Your instructions: Extract all lines from the data beneath that include the word "Prompts".

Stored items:

=== Begin Enclosure ===

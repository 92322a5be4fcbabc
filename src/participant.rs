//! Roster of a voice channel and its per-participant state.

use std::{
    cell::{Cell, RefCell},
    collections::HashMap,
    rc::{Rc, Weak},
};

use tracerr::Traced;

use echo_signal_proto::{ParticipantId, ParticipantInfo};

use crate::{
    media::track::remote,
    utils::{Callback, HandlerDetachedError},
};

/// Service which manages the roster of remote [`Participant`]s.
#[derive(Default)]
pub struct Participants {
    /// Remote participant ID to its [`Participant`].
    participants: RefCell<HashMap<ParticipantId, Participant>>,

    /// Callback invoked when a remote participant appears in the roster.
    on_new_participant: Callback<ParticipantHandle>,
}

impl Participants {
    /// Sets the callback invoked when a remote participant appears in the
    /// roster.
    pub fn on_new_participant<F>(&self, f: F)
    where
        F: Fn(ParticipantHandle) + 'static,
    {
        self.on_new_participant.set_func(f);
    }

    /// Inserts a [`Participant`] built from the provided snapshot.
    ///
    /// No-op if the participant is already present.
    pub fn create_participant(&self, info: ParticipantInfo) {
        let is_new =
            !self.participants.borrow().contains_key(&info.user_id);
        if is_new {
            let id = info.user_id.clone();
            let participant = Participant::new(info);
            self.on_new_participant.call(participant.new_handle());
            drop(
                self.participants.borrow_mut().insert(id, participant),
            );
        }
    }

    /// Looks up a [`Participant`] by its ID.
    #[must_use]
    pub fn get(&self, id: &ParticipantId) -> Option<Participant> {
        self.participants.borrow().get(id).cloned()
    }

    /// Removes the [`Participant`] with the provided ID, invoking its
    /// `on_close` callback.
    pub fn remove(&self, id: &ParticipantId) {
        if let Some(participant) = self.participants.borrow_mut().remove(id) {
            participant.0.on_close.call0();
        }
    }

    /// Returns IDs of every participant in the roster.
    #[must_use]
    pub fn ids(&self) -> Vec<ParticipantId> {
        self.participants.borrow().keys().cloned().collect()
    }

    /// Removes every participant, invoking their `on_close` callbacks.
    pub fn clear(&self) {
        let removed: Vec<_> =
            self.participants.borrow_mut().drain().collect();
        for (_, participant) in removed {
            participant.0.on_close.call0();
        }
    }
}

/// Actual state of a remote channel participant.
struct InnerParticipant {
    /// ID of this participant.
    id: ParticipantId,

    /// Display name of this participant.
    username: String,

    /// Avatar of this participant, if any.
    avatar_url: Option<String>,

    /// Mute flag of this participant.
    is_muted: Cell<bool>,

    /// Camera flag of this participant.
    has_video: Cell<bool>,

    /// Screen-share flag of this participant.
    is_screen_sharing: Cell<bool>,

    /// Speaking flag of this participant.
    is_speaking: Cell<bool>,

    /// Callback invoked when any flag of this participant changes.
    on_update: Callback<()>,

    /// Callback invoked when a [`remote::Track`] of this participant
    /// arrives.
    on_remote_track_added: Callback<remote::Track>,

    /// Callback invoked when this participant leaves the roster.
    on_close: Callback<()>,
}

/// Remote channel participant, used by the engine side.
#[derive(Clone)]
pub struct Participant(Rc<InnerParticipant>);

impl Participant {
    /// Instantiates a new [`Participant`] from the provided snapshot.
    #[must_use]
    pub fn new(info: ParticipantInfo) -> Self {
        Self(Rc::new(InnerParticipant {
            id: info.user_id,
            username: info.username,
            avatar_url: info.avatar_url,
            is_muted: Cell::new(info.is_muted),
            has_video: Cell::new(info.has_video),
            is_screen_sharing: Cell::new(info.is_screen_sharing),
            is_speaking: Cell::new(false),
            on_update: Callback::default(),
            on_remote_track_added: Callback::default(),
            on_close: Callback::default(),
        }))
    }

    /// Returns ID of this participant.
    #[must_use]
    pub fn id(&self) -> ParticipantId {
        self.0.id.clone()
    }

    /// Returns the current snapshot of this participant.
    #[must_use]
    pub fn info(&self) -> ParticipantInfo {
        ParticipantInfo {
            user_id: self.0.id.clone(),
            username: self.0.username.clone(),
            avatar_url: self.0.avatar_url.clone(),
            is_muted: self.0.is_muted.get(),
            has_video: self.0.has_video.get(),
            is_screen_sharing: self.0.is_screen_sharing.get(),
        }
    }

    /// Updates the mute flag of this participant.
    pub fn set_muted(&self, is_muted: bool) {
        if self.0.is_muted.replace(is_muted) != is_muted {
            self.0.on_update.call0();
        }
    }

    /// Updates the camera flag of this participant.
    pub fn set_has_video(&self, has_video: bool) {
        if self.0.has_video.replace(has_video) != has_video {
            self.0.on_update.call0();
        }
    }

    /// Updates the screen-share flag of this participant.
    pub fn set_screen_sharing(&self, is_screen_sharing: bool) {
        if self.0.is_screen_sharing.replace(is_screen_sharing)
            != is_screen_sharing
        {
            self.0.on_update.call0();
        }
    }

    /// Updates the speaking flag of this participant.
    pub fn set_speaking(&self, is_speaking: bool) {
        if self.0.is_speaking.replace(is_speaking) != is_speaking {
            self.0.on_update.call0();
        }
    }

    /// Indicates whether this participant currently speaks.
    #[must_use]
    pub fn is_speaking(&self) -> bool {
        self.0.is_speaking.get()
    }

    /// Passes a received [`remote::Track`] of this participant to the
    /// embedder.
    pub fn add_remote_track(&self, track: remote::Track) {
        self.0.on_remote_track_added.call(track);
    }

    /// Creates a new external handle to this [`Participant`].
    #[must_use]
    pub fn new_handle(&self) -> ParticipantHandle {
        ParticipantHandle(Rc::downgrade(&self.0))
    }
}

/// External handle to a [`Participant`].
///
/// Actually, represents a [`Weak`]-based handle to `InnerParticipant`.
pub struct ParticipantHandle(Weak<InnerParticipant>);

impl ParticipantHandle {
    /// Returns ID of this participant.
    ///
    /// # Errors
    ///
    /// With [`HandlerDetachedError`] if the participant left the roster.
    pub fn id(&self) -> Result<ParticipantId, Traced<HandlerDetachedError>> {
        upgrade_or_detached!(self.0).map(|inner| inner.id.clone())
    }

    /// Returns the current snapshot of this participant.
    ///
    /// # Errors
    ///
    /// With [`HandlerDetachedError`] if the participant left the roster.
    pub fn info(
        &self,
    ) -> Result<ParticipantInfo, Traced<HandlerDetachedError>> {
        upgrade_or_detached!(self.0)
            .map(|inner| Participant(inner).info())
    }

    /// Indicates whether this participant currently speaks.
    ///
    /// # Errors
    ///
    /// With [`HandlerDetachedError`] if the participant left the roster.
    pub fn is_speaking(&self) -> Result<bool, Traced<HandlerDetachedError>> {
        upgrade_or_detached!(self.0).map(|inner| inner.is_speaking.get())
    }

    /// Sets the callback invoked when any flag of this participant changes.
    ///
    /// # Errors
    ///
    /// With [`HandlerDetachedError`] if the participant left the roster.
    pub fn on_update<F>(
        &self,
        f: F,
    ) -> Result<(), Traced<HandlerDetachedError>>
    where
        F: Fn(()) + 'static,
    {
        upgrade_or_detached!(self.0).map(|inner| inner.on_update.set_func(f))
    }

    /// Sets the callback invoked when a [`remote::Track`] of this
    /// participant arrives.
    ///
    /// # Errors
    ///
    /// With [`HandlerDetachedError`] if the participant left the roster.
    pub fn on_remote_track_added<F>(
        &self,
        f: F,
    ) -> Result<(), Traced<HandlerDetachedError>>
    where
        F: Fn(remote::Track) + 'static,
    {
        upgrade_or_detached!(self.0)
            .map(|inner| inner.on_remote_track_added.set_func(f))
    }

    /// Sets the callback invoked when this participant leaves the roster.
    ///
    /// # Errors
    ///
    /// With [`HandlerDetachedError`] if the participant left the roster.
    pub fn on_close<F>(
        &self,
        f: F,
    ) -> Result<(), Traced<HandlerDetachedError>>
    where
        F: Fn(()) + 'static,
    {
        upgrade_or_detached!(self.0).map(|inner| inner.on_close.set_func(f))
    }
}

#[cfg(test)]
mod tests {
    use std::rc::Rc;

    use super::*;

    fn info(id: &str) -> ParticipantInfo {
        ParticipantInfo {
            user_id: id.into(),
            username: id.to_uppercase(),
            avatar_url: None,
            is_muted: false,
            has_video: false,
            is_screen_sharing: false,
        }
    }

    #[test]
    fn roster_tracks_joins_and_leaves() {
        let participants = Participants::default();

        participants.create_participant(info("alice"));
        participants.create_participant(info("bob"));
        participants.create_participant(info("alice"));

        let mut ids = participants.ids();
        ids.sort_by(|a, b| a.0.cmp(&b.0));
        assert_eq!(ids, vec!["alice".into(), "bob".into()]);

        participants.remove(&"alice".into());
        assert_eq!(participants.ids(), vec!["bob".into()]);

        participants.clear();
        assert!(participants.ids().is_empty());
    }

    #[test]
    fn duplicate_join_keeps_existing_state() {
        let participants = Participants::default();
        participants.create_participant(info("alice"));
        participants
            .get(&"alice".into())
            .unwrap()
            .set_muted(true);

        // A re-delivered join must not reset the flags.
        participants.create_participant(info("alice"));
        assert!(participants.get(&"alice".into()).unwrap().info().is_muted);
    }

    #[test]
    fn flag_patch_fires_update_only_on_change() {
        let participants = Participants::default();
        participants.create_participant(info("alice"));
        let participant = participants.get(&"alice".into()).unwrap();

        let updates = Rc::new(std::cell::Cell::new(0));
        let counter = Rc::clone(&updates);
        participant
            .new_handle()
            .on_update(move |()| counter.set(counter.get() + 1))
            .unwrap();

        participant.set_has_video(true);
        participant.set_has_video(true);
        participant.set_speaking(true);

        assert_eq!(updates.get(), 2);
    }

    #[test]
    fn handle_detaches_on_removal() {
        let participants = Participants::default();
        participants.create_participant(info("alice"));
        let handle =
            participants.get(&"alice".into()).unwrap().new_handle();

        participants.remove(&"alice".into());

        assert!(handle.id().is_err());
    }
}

=== End Enclosure ===
=== Begin Enclosure ===

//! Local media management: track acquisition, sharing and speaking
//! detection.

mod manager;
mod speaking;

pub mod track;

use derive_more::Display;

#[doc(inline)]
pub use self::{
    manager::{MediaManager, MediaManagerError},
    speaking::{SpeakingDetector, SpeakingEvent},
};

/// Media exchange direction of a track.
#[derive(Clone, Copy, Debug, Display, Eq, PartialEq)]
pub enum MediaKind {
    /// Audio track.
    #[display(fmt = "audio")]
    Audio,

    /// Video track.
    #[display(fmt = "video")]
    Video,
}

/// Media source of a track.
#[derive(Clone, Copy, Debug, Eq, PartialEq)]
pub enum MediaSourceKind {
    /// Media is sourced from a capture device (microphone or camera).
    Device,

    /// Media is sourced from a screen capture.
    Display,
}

=== End Enclosure ===
=== Begin Enclosure ===

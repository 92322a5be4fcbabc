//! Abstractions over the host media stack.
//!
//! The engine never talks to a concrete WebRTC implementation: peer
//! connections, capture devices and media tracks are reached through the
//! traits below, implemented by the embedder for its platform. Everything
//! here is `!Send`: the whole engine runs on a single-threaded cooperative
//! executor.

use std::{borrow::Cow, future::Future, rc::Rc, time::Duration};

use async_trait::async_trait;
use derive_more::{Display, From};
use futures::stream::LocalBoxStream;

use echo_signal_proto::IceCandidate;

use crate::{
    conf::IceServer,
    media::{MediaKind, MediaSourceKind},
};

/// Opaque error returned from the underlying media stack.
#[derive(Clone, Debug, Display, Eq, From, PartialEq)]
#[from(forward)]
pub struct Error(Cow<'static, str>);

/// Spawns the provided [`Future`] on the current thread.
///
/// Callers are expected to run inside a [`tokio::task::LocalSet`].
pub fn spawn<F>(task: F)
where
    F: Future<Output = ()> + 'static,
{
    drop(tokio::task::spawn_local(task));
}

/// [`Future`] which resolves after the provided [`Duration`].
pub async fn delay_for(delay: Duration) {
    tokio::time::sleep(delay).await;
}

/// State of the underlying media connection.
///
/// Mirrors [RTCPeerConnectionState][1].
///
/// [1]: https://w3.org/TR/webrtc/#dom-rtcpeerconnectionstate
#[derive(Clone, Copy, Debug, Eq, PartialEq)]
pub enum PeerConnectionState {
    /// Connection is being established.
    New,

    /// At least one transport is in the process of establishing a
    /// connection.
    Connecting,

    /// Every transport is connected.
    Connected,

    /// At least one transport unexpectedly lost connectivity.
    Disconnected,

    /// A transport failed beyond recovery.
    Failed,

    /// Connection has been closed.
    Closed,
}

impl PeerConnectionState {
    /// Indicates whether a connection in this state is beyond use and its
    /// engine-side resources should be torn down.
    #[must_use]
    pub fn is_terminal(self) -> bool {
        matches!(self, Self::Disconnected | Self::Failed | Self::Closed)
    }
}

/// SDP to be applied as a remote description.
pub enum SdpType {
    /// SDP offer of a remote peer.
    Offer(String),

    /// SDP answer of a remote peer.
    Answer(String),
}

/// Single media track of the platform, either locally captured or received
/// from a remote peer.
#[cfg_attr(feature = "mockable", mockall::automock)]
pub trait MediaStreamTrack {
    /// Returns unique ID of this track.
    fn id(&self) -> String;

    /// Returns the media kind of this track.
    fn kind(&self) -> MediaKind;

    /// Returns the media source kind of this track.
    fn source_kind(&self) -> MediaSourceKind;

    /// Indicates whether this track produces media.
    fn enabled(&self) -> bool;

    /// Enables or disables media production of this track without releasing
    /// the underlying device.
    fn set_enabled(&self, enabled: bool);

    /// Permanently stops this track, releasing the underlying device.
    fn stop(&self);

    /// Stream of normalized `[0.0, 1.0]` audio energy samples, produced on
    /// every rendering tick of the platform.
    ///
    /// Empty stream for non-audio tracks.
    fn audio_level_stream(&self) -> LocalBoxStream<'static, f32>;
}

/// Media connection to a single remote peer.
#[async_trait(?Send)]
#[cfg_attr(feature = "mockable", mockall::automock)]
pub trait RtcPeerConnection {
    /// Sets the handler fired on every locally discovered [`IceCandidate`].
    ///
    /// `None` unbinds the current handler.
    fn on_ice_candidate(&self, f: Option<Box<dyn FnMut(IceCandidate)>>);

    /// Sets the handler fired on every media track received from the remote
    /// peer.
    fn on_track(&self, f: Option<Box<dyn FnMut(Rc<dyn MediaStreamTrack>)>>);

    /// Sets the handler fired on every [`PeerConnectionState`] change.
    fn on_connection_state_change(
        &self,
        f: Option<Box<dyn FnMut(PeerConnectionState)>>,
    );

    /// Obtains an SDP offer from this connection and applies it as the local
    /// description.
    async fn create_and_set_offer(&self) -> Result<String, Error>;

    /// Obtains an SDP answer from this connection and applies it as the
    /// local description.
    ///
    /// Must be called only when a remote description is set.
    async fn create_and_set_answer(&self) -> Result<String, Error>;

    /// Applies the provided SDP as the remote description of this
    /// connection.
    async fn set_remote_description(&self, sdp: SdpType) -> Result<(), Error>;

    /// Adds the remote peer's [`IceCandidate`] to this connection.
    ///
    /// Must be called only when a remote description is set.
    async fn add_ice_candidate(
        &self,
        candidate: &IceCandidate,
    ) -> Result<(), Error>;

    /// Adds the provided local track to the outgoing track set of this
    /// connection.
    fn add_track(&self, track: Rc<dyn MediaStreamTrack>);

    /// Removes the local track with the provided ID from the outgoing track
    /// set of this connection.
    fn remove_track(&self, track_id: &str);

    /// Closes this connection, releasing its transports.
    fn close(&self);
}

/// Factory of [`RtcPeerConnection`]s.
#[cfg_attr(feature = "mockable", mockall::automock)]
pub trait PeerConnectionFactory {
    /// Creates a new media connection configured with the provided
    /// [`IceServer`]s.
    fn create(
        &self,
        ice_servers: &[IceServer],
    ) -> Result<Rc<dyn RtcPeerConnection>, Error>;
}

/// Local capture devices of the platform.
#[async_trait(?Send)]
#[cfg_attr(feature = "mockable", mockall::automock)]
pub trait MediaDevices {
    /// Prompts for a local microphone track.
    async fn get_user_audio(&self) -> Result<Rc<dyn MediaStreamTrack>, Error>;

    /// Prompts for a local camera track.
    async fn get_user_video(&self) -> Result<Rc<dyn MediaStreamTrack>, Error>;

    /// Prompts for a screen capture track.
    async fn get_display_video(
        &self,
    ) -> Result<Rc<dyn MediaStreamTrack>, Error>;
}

=== End Enclosure ===

Answer section:
    /// Prompts for a local microphone track.
    /// Prompts for a local camera track.
    /// Prompts for a screen capture track.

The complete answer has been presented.